Barclays climbs as Staley’s traders thrive on volatility

Bloomberg

Barclays Plc Chief Executive Officer (CEO) Jes Staley’s drive to make investment banking the centerpiece of his strategy paid off in the third quarter, with equities trading in a volatile market beating the bank’s Wall Street peers.
The shares approached a two-month high. The London-based bank’s equity trading income jumped 40% and foreign-exchange, rates and credit trading rises 23%, helping the company beat earnings estimates. Barclays also posted lower-than-expected impairments from the pandemic that’s roiling its key markets.
Staley said he plans to stay as CEO for “a couple of years,” quelling speculation about his future amid longtime criticism from an activist investor who has campaigned for his ouster and dubbed investment banking a poor use of capital.

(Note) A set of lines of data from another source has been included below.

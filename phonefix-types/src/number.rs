//! Telephone-number capability supplied by the host.
//!
//! phonefix only orchestrates these primitives. Numbering-plan metadata, parsing,
//! validity and formatting live behind [`NumberParser`].

use serde::{Deserialize, Serialize};
use thiserror::Error;

/// A parsed number as produced by [`NumberParser::parse`].
#[derive(Debug, Clone, PartialEq, Eq, Serialize, Deserialize)]
pub struct PhoneNumber {
    pub country_code: u16,

    /// Significant national number, digits only.
    pub national_number: String,

    #[serde(default, skip_serializing_if = "Option::is_none")]
    pub extension: Option<String>,

    /// The exact input the number was parsed from.
    pub raw_input: String,
}

#[derive(Debug, Clone, Copy, PartialEq, Eq, Hash, Serialize, Deserialize)]
#[serde(rename_all = "snake_case")]
pub enum NumberType {
    FixedLine,
    Mobile,
    FixedLineOrMobile,
    TollFree,
    PremiumRate,
    SharedCost,
    Voip,
    PersonalNumber,
    Pager,
    Uan,
    Voicemail,
    Unknown,
}

/// Outcome of the cheap length-based plausibility check.
#[derive(Debug, Clone, Copy, PartialEq, Eq, Hash, Serialize, Deserialize)]
#[serde(rename_all = "snake_case")]
pub enum PossibleNumber {
    IsPossible,
    IsPossibleLocalOnly,
    InvalidCountryCode,
    TooShort,
    InvalidLength,
    TooLong,
}

#[derive(Debug, Clone, PartialEq, Eq, Error)]
pub enum ParseError {
    #[error("invalid country code")]
    InvalidCountryCode,

    #[error("not a number")]
    NotANumber,

    #[error("too short after international dialling prefix")]
    TooShortAfterIdd,

    #[error("national number too short")]
    TooShortNsn,

    #[error("too long")]
    TooLong,

    /// The parser failed for a reason it does not classify.
    #[error("parser fault: {message}")]
    Fault { message: String },
}

impl ParseError {
    /// True when the failure says nothing about the input itself.
    pub fn is_fault(&self) -> bool {
        matches!(self, ParseError::Fault { .. })
    }
}

/// Region-aware telephone-number primitives.
pub trait NumberParser: Send + Sync {
    /// Parses `raw` with `region` as the default region, keeping the raw input.
    fn parse(&self, raw: &str, region: &str) -> Result<PhoneNumber, ParseError>;

    fn possible_number_reason(&self, number: &PhoneNumber) -> PossibleNumber;

    fn is_valid_number(&self, number: &PhoneNumber) -> bool;

    fn number_type(&self, number: &PhoneNumber) -> NumberType;

    fn is_valid_short_number(&self, number: &PhoneNumber) -> bool;

    fn is_emergency_number(&self, raw: &str, region: &str) -> bool;

    /// E.123 international layout, including any extension as ` ext. <n>`.
    fn format_international(&self, number: &PhoneNumber) -> String;

    fn format_in_original_format(&self, number: &PhoneNumber) -> String;

    /// Alpha-2 region the number belongs to, or an empty string.
    fn region_for_number(&self, number: &PhoneNumber) -> String;
}
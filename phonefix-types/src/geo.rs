//! Territory contracts supplied by the host.

use serde::{Deserialize, Serialize};

#[derive(Debug, Clone, Copy, PartialEq, Serialize, Deserialize)]
pub struct LatLon {
    pub lat: f64,
    pub lon: f64,
}

impl LatLon {
    pub fn new(lat: f64, lon: f64) -> Self {
        Self { lat, lon }
    }
}

/// Raw territory data: which ISO 3166 codes exist and whether a point lies in one.
pub trait TerritoryIndex: Send + Sync {
    /// Known ISO 3166 codes. May include subdivision codes such as `DE-BY`.
    fn known_codes(&self) -> Vec<String>;

    fn contains(&self, code: &str, at: LatLon) -> bool;
}

/// Resolves a point to an ISO 3166-1 alpha-2 code.
pub trait RegionLookup: Send + Sync {
    /// Alpha-2 code of the territory containing `at`, or an empty string.
    fn region_for(&self, at: LatLon) -> String;

    /// Drops any cached state. Safe to call at any time.
    fn clear(&self);
}
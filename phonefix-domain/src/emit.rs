//! Map diagnostics onto the fixed issue taxonomy, and compute fixes.

use crate::aggregate::PhoneTags;
use crate::error::AnalysisResult;
use phonefix_types::diagnostics::ValueSet;
use phonefix_types::issue::{Issue, IssueCode};
use phonefix_types::number::NumberParser;
use phonefix_types::tags::{Feature, TagChange};
use sha2::{Digest, Sha256};

const INVALID_TITLE: &str = "Phone number invalid";
const ISSUES_TITLE: &str = "Phone number issues";
const WRONG_REGION_TITLE: &str = "Phone number possibly in wrong region";

/// Stable hex SHA-256 of `feature_id|slug|subject`.
pub fn fingerprint(feature_id: &str, code: IssueCode, subject: Option<&str>) -> String {
    let mut hasher = Sha256::new();
    hasher.update(feature_id.as_bytes());
    hasher.update(b"|");
    hasher.update(code.slug().as_bytes());
    hasher.update(b"|");
    hasher.update(subject.unwrap_or_default().as_bytes());
    hex::encode(hasher.finalize())
}

struct IssueSink<'a> {
    feature_id: &'a str,
    autofix: bool,
    issues: Vec<Issue>,
}

impl IssueSink<'_> {
    fn push(&mut self, code: IssueCode, title: &str, message: String, subject: Option<&str>) {
        self.issues.push(Issue {
            code,
            severity: code.severity(),
            title: title.to_string(),
            message,
            subject: subject.map(str::to_string),
            fixable: self.autofix && code.offers_fix(),
            fingerprint: fingerprint(self.feature_id, code, subject),
        });
    }

    fn each(&mut self, code: IssueCode, title: &str, set: &ValueSet, message: impl Fn(&str) -> String) {
        for value in set.iter() {
            self.push(code, title, message(value), Some(value));
        }
    }
}

/// One issue per entry of each diagnostic set, plus one aggregate issue when the
/// feature is fixable.
///
/// `autofix` marks separator and aggregate issues as fixable without review.
pub fn issues(tags: &PhoneTags, autofix: bool) -> Vec<Issue> {
    let d = tags.diagnostics();
    let mut sink = IssueSink {
        feature_id: tags.feature_id(),
        autofix,
        issues: Vec::new(),
    };

    sink.each(IssueCode::BadSeparator, INVALID_TITLE, &d.bad_separator_keys, |k| {
        format!("wrong separator used in {k} key")
    });
    sink.each(IssueCode::ParseError, INVALID_TITLE, &d.invalid_values, |v| {
        format!("couldn't parse {v}")
    });
    sink.each(IssueCode::TooShort, INVALID_TITLE, &d.too_short_values, |v| {
        format!("too short {v}")
    });
    sink.each(IssueCode::UnusualChars, INVALID_TITLE, &d.unusual_char_values, |v| {
        format!("unusual chars {v}")
    });
    sink.each(IssueCode::TooFewGrouping, INVALID_TITLE, &d.poorly_grouped_values, |v| {
        format!("not enough grouping characters in {v}, it may contain an extension")
    });
    sink.each(IssueCode::PremiumRate, ISSUES_TITLE, &d.premium_values, |v| {
        format!("premium rate number {v}")
    });

    if tags.is_fixable() {
        sink.push(IssueCode::Fixable, ISSUES_TITLE, tags.describe().join(", "), None);
    }

    sink.each(IssueCode::WrongRegion, WRONG_REGION_TITLE, &d.wrong_region_values, |v| {
        if v.is_empty() {
            "<empty>".to_string()
        } else {
            v.to_string()
        }
    });

    sink.issues
}

/// Recomputes the feature and returns the edits that canonicalise it.
///
/// Applying the result and calling `fix` again yields an empty change.
pub fn fix(feature: &Feature, parser: &dyn NumberParser) -> AnalysisResult<TagChange> {
    let tags = PhoneTags::analyze(feature, parser)?;
    Ok(tags.tag_change(&feature.tags))
}
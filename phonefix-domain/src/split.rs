use phonefix_types::tags::VALUE_SEPARATOR;

/// One tag value broken into number candidates.
#[derive(Debug, Clone, Default, PartialEq, Eq)]
pub struct SplitValue {
    /// Trimmed, non-blank pieces in source order.
    pub candidates: Vec<String>,

    /// The value used `,` somewhere. Splitting proceeds regardless.
    pub bad_separator: bool,

    /// Rejoining the pieces with `;` does not reproduce the raw value.
    pub beautified: bool,
}

/// Splits a raw tag value on `,` and `;`.
pub fn split_value(raw: &str) -> SplitValue {
    let candidates: Vec<String> = raw
        .split([',', VALUE_SEPARATOR])
        .map(str::trim)
        .filter(|s| !s.is_empty())
        .map(str::to_string)
        .collect();

    let rejoined = candidates.join(&VALUE_SEPARATOR.to_string());

    SplitValue {
        bad_separator: raw.contains(','),
        beautified: rejoined != raw,
        candidates,
    }
}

“We have a strategy to deliver,” Staley said in a call with reporters. “I am not ready to push off the dock just yet. It would be nice to be here in kinder winds” than a pandemic and Brexit preparations, he said.
Total trading income surged 29%, surpassing the 21% average among its Wall Street peers. While Staley has long lauded how Barclays’s investment bank has gained market share as European competitors struggled, the division remains small
compared with those US rivals.
The business generated $2.2 billion from trading stocks and bonds in the third quarter, compared with average $4.7 billion reported by the five Wall Street giants including JPMorgan Chase & Co. and Citigroup Inc.
Staley signalled that his securities unit has further to grow. “We don’t think we have a cost challenge” at the corporate and investment bank.
“In fact, we want to continue to invest in that business.”
The UK division may be in line for steeper cuts. “The group will be evaluating actions to reduce structural costs, which could result in additional charges, the timing and size of which remain to be determined,” the bank said in its earnings statement.
“We learned a lot through the pandemic,” Finance Director Tushar Morzaria said, citing a move to house call-center operations in the bank’s branches.
Since the start of the former JPMorgan veteran’s tenure as CEO in December 2015, Staley has rejected repeated criticism from Edward Bramson, one of his largest shareholders, who considers businesses like credit cards more profitable. Bramson has also slammed Staley after UK regulators began investigating Staley’s account of his ties to Jeffrey Epstein, the deceased financier and sex offender.
While bringing in former JPMorgan colleagues and ousting others, the American-born CEO has moved to increase direct control of the business.
The bank repeated that it would provide a year-end update on its plans for resuming dividends after the Bank of England forced banks to suspend them early in the crisis. Forced dividend suspensions have whipsawed lenders around the world, with Barclays still down about 40% this year.
“This is the strongest the bank’s balance sheet has been,” Staley said of the context for his talks with regulators.
While he said he plans to stick around, Staley praised C.S. Venkatakrishnan and Paul Compton, who were recently promoted to jointly run the corporate and investment bank and became the focus of succession speculation.
Compton and Venkatakrishnan are “two very accomplished professionals,” Staley said. “Having people who are in a position to succeed as CEO is healthy.”